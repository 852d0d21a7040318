//! Observability subsystem.
//!
//! # Data Flow
//! ```text
//! All subsystems produce:
//!     → logging.rs (structured log events)
//!     → http::server TraceLayer (one span per request, with request_id)
//!
//! Consumers:
//!     → stdout (pretty, compact, or JSON lines)
//! ```
//!
//! # Design Decisions
//! - Structured fields only; header values and secrets are never recorded
//! - `RUST_LOG` overrides the configured level

pub mod logging;
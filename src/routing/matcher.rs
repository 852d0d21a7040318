//! Path prefix matching.
//!
//! # Design Decisions
//! - Literal, case-sensitive `starts_with`; no patterns or regex
//! - Matching returns the remainder so the caller never re-slices the path
//! - Paths are normalized with WHATWG URL rules before matching, so `..`
//!   and `%2e%2e` segments can never climb out of a prefix

use url::Url;

/// Resolve dot segments (plain and percent-encoded) in a request path.
///
/// Returns `None` for anything that is not an absolute path.
pub fn normalize_path(raw: &str) -> Option<String> {
    if !raw.starts_with('/') {
        return None;
    }
    let url = Url::parse(&format!("http://proxy.invalid{}", raw)).ok()?;
    Some(url.path().to_string())
}

/// Matches a literal path prefix and yields what follows it.
#[derive(Debug, Clone, PartialEq, Eq)]
pub struct PathPrefixMatcher {
    prefix: String,
}

impl PathPrefixMatcher {
    /// Create a new path prefix matcher.
    pub fn new(prefix: impl Into<String>) -> Self {
        Self {
            prefix: prefix.into(),
        }
    }

    pub fn prefix(&self) -> &str {
        &self.prefix
    }

    /// Returns the part of `path` after the prefix, or `None` if it does not match.
    pub fn strip<'a>(&self, path: &'a str) -> Option<&'a str> {
        path.strip_prefix(self.prefix.as_str())
    }
}
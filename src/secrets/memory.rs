//! In-memory [`SecretSource`] backed by a `HashMap`.
//!
//! Suitable for tests and local development.

use std::collections::HashMap;

use super::SecretSource;

/// Fixed set of secrets held in process memory.
#[derive(Clone, Default)]
pub struct MemorySecrets {
    values: HashMap<String, String>,
}

impl MemorySecrets {
    /// Create an empty secret set.
    pub fn new() -> Self {
        Self::default()
    }

    pub fn from_pairs<I, K, V>(pairs: I) -> Self
    where
        I: IntoIterator<Item = (K, V)>,
        K: Into<String>,
        V: Into<String>,
    {
        Self {
            values: pairs
                .into_iter()
                .map(|(k, v)| (k.into(), v.into()))
                .collect(),
        }
    }

    pub fn with(mut self, key: impl Into<String>, value: impl Into<String>) -> Self {
        self.values.insert(key.into(), value.into());
        self
    }
}

// Values stay out of Debug output.
impl std::fmt::Debug for MemorySecrets {
    fn fmt(&self, f: &mut std::fmt::Formatter<'_>) -> std::fmt::Result {
        f.debug_struct("MemorySecrets")
            .field("keys", &self.values.keys().collect::<Vec<_>>())
            .finish()
    }
}

impl SecretSource for MemorySecrets {
    fn get(&self, key: &str) -> Option<String> {
        self.values.get(key).cloned()
    }
}
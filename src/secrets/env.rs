//! Process-environment secret source.

use super::SecretSource;

/// Reads secrets from environment variables on every lookup.
#[derive(Debug, Clone, Default)]
pub struct EnvSecrets {
    prefix: Option<String>,
}

impl EnvSecrets {
    pub fn new() -> Self {
        Self::default()
    }

    /// Look up `<prefix><KEY>` instead of `<KEY>`.
    pub fn with_prefix(prefix: impl Into<String>) -> Self {
        Self {
            prefix: Some(prefix.into()),
        }
    }
}

impl SecretSource for EnvSecrets {
    fn get(&self, key: &str) -> Option<String> {
        let name = match &self.prefix {
            Some(p) => format!("{}{}", p, key),
            None => key.to_string(),
        };
        std::env::var(name).ok()
    }
}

========================================================================

Work order
A line counts if it includes the string "never". State how many such lines the entries have, with no other text.

Solution for this exercise
3